### Exercise prompt
Check every line of the entries below for the word "DbResult". Then give the number of lines that have it, with nothing added.

(Dataset entries)
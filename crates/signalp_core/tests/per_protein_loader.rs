mod common;

use common::{capture_logs, captured_lines, count_rows, options_for, seed_genomes, tsv_file};
use signalp_core::{
    load_domain_statistics_per_protein, open_db_in_memory, LoadError, Page, ProteinStatsQuery,
    ProteinStatsRepository, ProteinType, Source, SqliteProteinStatsRepository,
};

const HEADER: &[&str] = &[
    "genome",
    "genome_accession",
    "ncbi_protein_accession",
    "mist_protein_accession",
    "protein_type",
    "source",
    "protein_length",
    "domain_architecture",
    "sensors_or_regulators",
    "domain_counts",
    "domains",
];

fn protein_row<'a>(genome: &'a str, accession: &'a str, length: &'a str, counts: &'a str) -> Vec<&'a str> {
    vec![
        genome,
        "GCA_0001",
        "WP_000001",
        accession,
        "HK",
        "mist",
        length,
        "PAS-HisKA-HATPase_c",
        "sensor",
        counts,
        "PAS HisKA HATPase_c",
    ]
}

#[test]
fn rows_for_unknown_genomes_are_skipped() {
    capture_logs();
    let mut conn = open_db_in_memory().unwrap();
    seed_genomes(&mut conn, &[("G1", "Pseudomonadota", "Escherichia")]);

    let file = tsv_file(
        HEADER,
        &[
            protein_row("G1", "P1", "350", "{'PAS': 1, 'HisKA': 1}"),
            protein_row("G9", "P9", "410", "{}"),
        ],
    );
    let summary = load_domain_statistics_per_protein(&mut conn, &options_for(&file)).unwrap();
    assert_eq!((summary.created, summary.updated, summary.skipped), (1, 0, 1));
    assert_eq!(count_rows(&conn, "domain_statistics_per_protein"), 1);

    let repo = SqliteProteinStatsRepository::try_new(&conn).unwrap();
    let stored = repo.get_by_accession("P1").unwrap().unwrap();
    assert_eq!(stored.genome_version, "G1");
    assert_eq!(stored.protein_type, ProteinType::Hk);
    assert_eq!(stored.source, Source::Mist);
    assert_eq!(stored.protein_length, Some(350));
    let counts = stored.domain_counts.unwrap();
    assert_eq!(counts.get("PAS"), Some(1));
    assert_eq!(counts.get("HisKA"), Some(1));
    assert!(repo.get_by_accession("P9").unwrap().is_none());

    assert!(captured_lines().iter().any(|line| line.starts_with("WARN")
        && line.contains("reason=unknown_genome")
        && line.contains("value=G9")
        && line.contains("'mist_protein_accession': 'P9'")));
}

#[test]
fn rerun_updates_by_accession_without_duplicates() {
    let mut conn = open_db_in_memory().unwrap();
    seed_genomes(&mut conn, &[("G1", "Pseudomonadota", "Escherichia")]);

    let first = tsv_file(HEADER, &[protein_row("G1", "P1", "350", "")]);
    load_domain_statistics_per_protein(&mut conn, &options_for(&first)).unwrap();

    let second = tsv_file(HEADER, &[protein_row("G1", "P1", "not-a-length", r#"{"PAS": 2}"#)]);
    let summary = load_domain_statistics_per_protein(&mut conn, &options_for(&second)).unwrap();
    assert_eq!((summary.created, summary.updated), (0, 1));
    assert_eq!(count_rows(&conn, "domain_statistics_per_protein"), 1);

    let repo = SqliteProteinStatsRepository::try_new(&conn).unwrap();
    let stored = repo.get_by_accession("P1").unwrap().unwrap();
    assert_eq!(stored.protein_length, None);
    assert_eq!(stored.domain_counts.unwrap().get("PAS"), Some(2));
}

#[test]
fn repeated_accession_keeps_the_last_row() {
    let mut conn = open_db_in_memory().unwrap();
    seed_genomes(&mut conn, &[("G1", "Pseudomonadota", "Escherichia")]);

    let file = tsv_file(
        HEADER,
        &[
            protein_row("G1", "P1", "100", ""),
            protein_row("G1", "P1", "200", ""),
        ],
    );
    let summary = load_domain_statistics_per_protein(&mut conn, &options_for(&file)).unwrap();
    assert_eq!(summary.created, 1);

    let repo = SqliteProteinStatsRepository::try_new(&conn).unwrap();
    let stored = repo.get_by_accession("P1").unwrap().unwrap();
    assert_eq!(stored.protein_length, Some(200));
}

#[test]
fn unknown_protein_type_aborts_without_writes() {
    let mut conn = open_db_in_memory().unwrap();
    seed_genomes(&mut conn, &[("G1", "Pseudomonadota", "Escherichia")]);

    let mut bad = protein_row("G1", "P2", "120", "");
    bad[4] = "kinase";
    let file = tsv_file(HEADER, &[protein_row("G1", "P1", "100", ""), bad]);

    let err = load_domain_statistics_per_protein(&mut conn, &options_for(&file)).unwrap_err();
    match err {
        LoadError::InvalidChoice { row, column, value } => {
            assert_eq!(row, 2);
            assert_eq!(column, "protein_type");
            assert_eq!(value, "kinase");
        }
        other => panic!("unexpected error: {other}"),
    }
    assert_eq!(count_rows(&conn, "domain_statistics_per_protein"), 0);
}

#[test]
fn list_filters_by_genome_and_length() {
    let mut conn = open_db_in_memory().unwrap();
    seed_genomes(
        &mut conn,
        &[
            ("G1", "Pseudomonadota", "Escherichia"),
            ("G2", "Pseudomonadota", "Salmonella"),
        ],
    );
    let file = tsv_file(
        HEADER,
        &[
            protein_row("G1", "P1", "100", ""),
            protein_row("G1", "P2", "300", ""),
            protein_row("G1", "P3", "500", ""),
            protein_row("G2", "P4", "300", ""),
        ],
    );
    load_domain_statistics_per_protein(&mut conn, &options_for(&file)).unwrap();

    let repo = SqliteProteinStatsRepository::try_new(&conn).unwrap();
    let hits = repo
        .list(&ProteinStatsQuery {
            genome_version: Some("G1".to_string()),
            protein_length_min: Some(200),
            protein_length_max: Some(600),
            page: Page::default(),
        })
        .unwrap();
    let accessions: Vec<_> = hits
        .iter()
        .map(|record| record.mist_protein_accession.as_str())
        .collect();
    assert_eq!(accessions, vec!["P2", "P3"]);
}
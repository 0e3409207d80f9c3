//! Connection bootstrap utilities for SQLite.
//!
//! # Responsibility
//! - Open file or in-memory SQLite connections.
//! - Configure connection pragmas the loaders depend on.
//! - Trigger schema migrations before returning a usable connection.
//!
//! # Invariants
//! - Returned connections have `foreign_keys=ON`.
//! - Returned connections have migrations fully applied.

use super::migrations::apply_migrations;
use super::DbResult;
use log::{error, info};
use rusqlite::Connection;
use std::path::Path;
use std::time::{Duration, Instant};

const BUSY_TIMEOUT: Duration = Duration::from_secs(5);

/// Opens a SQLite database file and applies all pending migrations.
///
/// # Side effects
/// - Creates the file when it does not exist yet.
/// - Emits `db_open` logging events with duration and status.
pub fn open_db(path: impl AsRef<Path>) -> DbResult<Connection> {
    let path = path.as_ref();
    open_logged("file", || Connection::open(path))
}

/// Opens an in-memory SQLite database and applies all pending migrations.
pub fn open_db_in_memory() -> DbResult<Connection> {
    open_logged("memory", Connection::open_in_memory)
}

fn open_logged(
    mode: &'static str,
    open: impl FnOnce() -> rusqlite::Result<Connection>,
) -> DbResult<Connection> {
    let started_at = Instant::now();
    info!("event=db_open module=db status=start mode={mode}");

    let mut conn = open().map_err(|err| {
        error!(
            "event=db_open module=db status=error mode={mode} duration_ms={} error_code=db_open_failed error={}",
            started_at.elapsed().as_millis(),
            err
        );
        err
    })?;

    if let Err(err) = bootstrap_connection(&mut conn) {
        error!(
            "event=db_open module=db status=error mode={mode} duration_ms={} error_code=db_bootstrap_failed error={}",
            started_at.elapsed().as_millis(),
            err
        );
        return Err(err);
    }

    info!(
        "event=db_open module=db status=ok mode={mode} duration_ms={}",
        started_at.elapsed().as_millis()
    );
    Ok(conn)
}

fn bootstrap_connection(conn: &mut Connection) -> DbResult<()> {
    conn.execute_batch("PRAGMA foreign_keys = ON;")?;
    conn.busy_timeout(BUSY_TIMEOUT)?;
    apply_migrations(conn)?;
    Ok(())
}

### Answer
5